Factsheet
Condition:
Incontinentia pigmenti
Inheritance:
X-linked dominant, lethal in males
Genetic Etiology:
Loss of function mutation of IKBKG gene (also referred to as NEMO). Primarily affects females and is lethal to hemizygous males in utero. Hypomorphic mutations of same locus cause X-linked recessive ectodermal dysplasia with immune deficiency, which primarily affects males. IKBKG is a regulator of NF k B intracellular signaling.
Frequency:
Rare (frequency unknown)
Clinical features:
Dermatological features begin shortly after birth with lesions that evolve from erythematous to bullous to verrucous. Eventually develop streaky hyperpigmentation along lines of Blashko, which over time fade to streaks of atrophic skin with absent hair follicles.

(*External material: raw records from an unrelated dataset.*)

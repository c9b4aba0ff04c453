//! # Function-backed task (`TaskFn`)
//!
//! [`TaskFn`] wraps a closure `F: Fn(Vec<Value>, CancellationToken) -> Fut`,
//! producing a fresh future per job. Shared state, if needed, goes into an
//! explicit `Arc<...>` captured by the closure.
//!
//! ## Example
//! ```rust
//! use serde_json::Value;
//! use tokio_util::sync::CancellationToken;
//! use taskretry::{ErrorClass, TaskError, TaskFn, TaskRef};
//!
//! let t: TaskRef = TaskFn::new("Resize", |args: Vec<Value>, _ctx: CancellationToken| async move {
//!     if args.is_empty() {
//!         return Err::<(), TaskError>("nothing to resize".into());
//!     }
//!     Ok(())
//! })
//! .rescuing(ErrorClass::of::<std::io::Error>())
//! .into_ref();
//!
//! assert_eq!(t.name(), "Resize");
//! ```

use std::borrow::Cow;
use std::future::Future;
use std::sync::Arc;

use async_trait::async_trait;
use serde_json::Value;
use tokio_util::sync::CancellationToken;

use crate::classify::{DynError, ErrorClass};
use crate::error::TaskError;
use crate::tasks::task::Task;

/// Shared handle to a task type.
pub type TaskRef = Arc<dyn Task>;

/// Function-backed task implementation.
#[derive(Debug)]
pub struct TaskFn<F> {
    name: Cow<'static, str>,
    rescues: Option<ErrorClass>,
    f: F,
}

impl<F> TaskFn<F> {
    /// Creates a new function-backed task.
    pub fn new(name: impl Into<Cow<'static, str>>, f: F) -> Self {
        Self {
            name: name.into(),
            rescues: None,
            f,
        }
    }

    /// Rescues (swallows) errors of `class` instead of handing them to the retry policy.
    pub fn rescuing(mut self, class: ErrorClass) -> Self {
        self.rescues = Some(class);
        self
    }
}

impl<F, Fut> TaskFn<F>
where
    F: Fn(Vec<Value>, CancellationToken) -> Fut + Send + Sync + 'static,
    Fut: Future<Output = Result<(), TaskError>> + Send + 'static,
{
    /// Returns the task as a shared handle.
    pub fn into_ref(self) -> TaskRef {
        Arc::new(self)
    }
}

#[async_trait]
impl<F, Fut> Task for TaskFn<F>
where
    F: Fn(Vec<Value>, CancellationToken) -> Fut + Send + Sync + 'static,
    Fut: Future<Output = Result<(), TaskError>> + Send + 'static,
{
    fn name(&self) -> &str {
        &self.name
    }

    async fn perform(&self, args: Vec<Value>, ctx: CancellationToken) -> Result<(), TaskError> {
        (self.f)(args, ctx).await
    }

    fn rescue(&self, error: &DynError) -> bool {
        self.rescues.as_ref().is_some_and(|class| class.matches(error))
    }
}
//! # taskretry
//!
//! **taskretry** is a retry-policy engine for serializable, asynchronously
//! executed tasks.
//!
//! When a task execution fails, the engine decides whether to re-attempt it,
//! after what delay and under which error-classification rules, and keeps an
//! attempt counter that survives the serialize → transport → deserialize trip
//! between executions.
//!
//! ## Architecture
//! ### Overview
//! ```text
//!   RetryOptions / RetryConfig (toml)
//!            │ validate
//!            ▼
//!   ┌──────────────────┐   shared (Arc) by every instance of a task type
//!   │   RetryPolicy    │◄──────────────── PolicyRegistry (inheritance)
//!   │ - BackoffStrategy│   Fixed │ Variable │ Exponential │ custom
//!   │ - callback?      │
//!   └────────┬─────────┘
//!            ▼
//!   ┌──────────────────┐   should_retry(attempt, err) ─► retry_delay(attempt, err)
//!   │ RetryInterceptor │   ─► callback veto ─► tracker.advance() ─► host.reschedule()
//!   └────────┬─────────┘
//!            ▼
//!   host (Reschedule<T>)   payload hooks carry "retry_attempt"
//! ```
//!
//! ### Failure pipeline
//! ```text
//! execute ─► Err ─► task.rescue(err)? ─► yes: done
//!                          └─ no ─► RetryInterceptor::handle
//!                                      ├─ Retrying    (handled; rescheduled with delay)
//!                                      └─ Propagating (host's failure path; original error)
//! ```
//!
//! ## Features
//! | Area               | Description                                               | Key types / traits                                 |
//! |--------------------|-----------------------------------------------------------|----------------------------------------------------|
//! | **Strategies**     | Whether and when to retry.                                | [`BackoffStrategy`], [`FixedBackoff`], [`VariableBackoff`], [`ExponentialBackoff`] |
//! | **Classification** | Allow / deny rules over error families.                   | [`ErrorClass`], [`Classifier`]                     |
//! | **Configuration**  | Typed options, validation, TOML files.                    | [`RetryOptions`], [`RetryConfig`], [`PoliciesFile`]|
//! | **Tracking**       | Attempt counter in the task payload.                      | [`AttemptTracker`], [`PayloadHook`]                |
//! | **Interception**   | Failure hook and host contract.                           | [`RetryInterceptor`], [`Reschedule`], [`check_host`]|
//! | **Reference host** | In-process worker and queue.                              | [`Worker`], [`MemoryQueue`], [`Task`], [`TaskFn`]  |
//! | **Errors**         | Typed setup and payload errors.                           | [`ConfigError`], [`UnsupportedHostError`], [`PayloadError`] |
//!
//! ## Example
//! ```rust
//! use std::time::Duration;
//! use taskretry::{
//!     AttemptTracker, Disposition, ErrorClass, Reschedule, RetryInterceptor, RetryOptions,
//!     RetryPolicy,
//! };
//!
//! struct Host;
//!
//! impl Reschedule<AttemptTracker> for Host {
//!     fn reschedule(&self, task: &AttemptTracker, delay: Duration) {
//!         println!("run attempt {} in {delay:?}", task.attempt());
//!     }
//! }
//!
//! let policy = RetryPolicy::fixed(
//!     RetryOptions::new()
//!         .with_limit(3)
//!         .with_delay(2.0)
//!         .with_allow_list(vec![ErrorClass::of::<std::io::Error>()]),
//! )
//! .unwrap();
//! let interceptor = RetryInterceptor::new(policy.into());
//!
//! let mut tracker = AttemptTracker::new();
//! let err = std::io::Error::other("connection reset");
//! let d = interceptor.handle(&mut tracker, &err, &Host);
//! assert_eq!(d, Disposition::Retrying { delay: Duration::from_secs(2), next_attempt: 2 });
//! ```
mod classify;
mod config;
mod core;
mod error;
mod events;
mod intercept;
mod policies;
mod registry;
mod tasks;
mod tracker;

pub mod logging;

// ---- Public re-exports ----

pub use classify::{retryable, Classifier, DynError, ErrorClass};
pub use config::{
    validate, ErrorRegistry, PoliciesFile, RetryConfig, RetryLimit, RetryOptions, StrategyKind,
    TaskTypeConfig,
};
pub use crate::core::{MemoryQueue, Outcome, TaskInstance, Worker, WorkerConfig};
pub use error::{AttemptTimeout, ConfigError, PayloadError, TaskError, UnsupportedHostError};
pub use events::{Bus, Event, EventKind};
pub use intercept::{
    check_host, CallbackSignal, Compatibility, Disposition, FailureState, HostCapabilities,
    HostWarning, PropagateReason, Reschedule, RetryCallback, RetryInterceptor, RetryPolicy,
};
pub use policies::{
    choose, AttemptLimit, BackoffStrategy, ExponentialBackoff, FixedBackoff, Multiplier,
    VariableBackoff,
};
pub use registry::{PolicyRegistry, PolicyRegistryBuilder};
pub use tasks::{Envelope, Task, TaskFn, TaskRef, HOST_RESERVED_FIELDS};
pub use tracker::{AttemptTracker, Payload, PayloadHook, Tracked, ATTEMPT_FIELD};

Neurological features can include seizures and developmental delay, thought to result from neonatal ischemic episodes. Retinal vascular lesions can affect vision. Teeth can be misshapen. Expression can be widely variable based on patterns of nonrandom X chromosome inactivation.
Management:
Symptomatic treatment.
Genetic counseling:
An affected female faces a 50% risk of transmission of the disorder to a daughter and a 50% chance of transmission to a male fetus, who will undergo miscarriage. Genetic testing is available.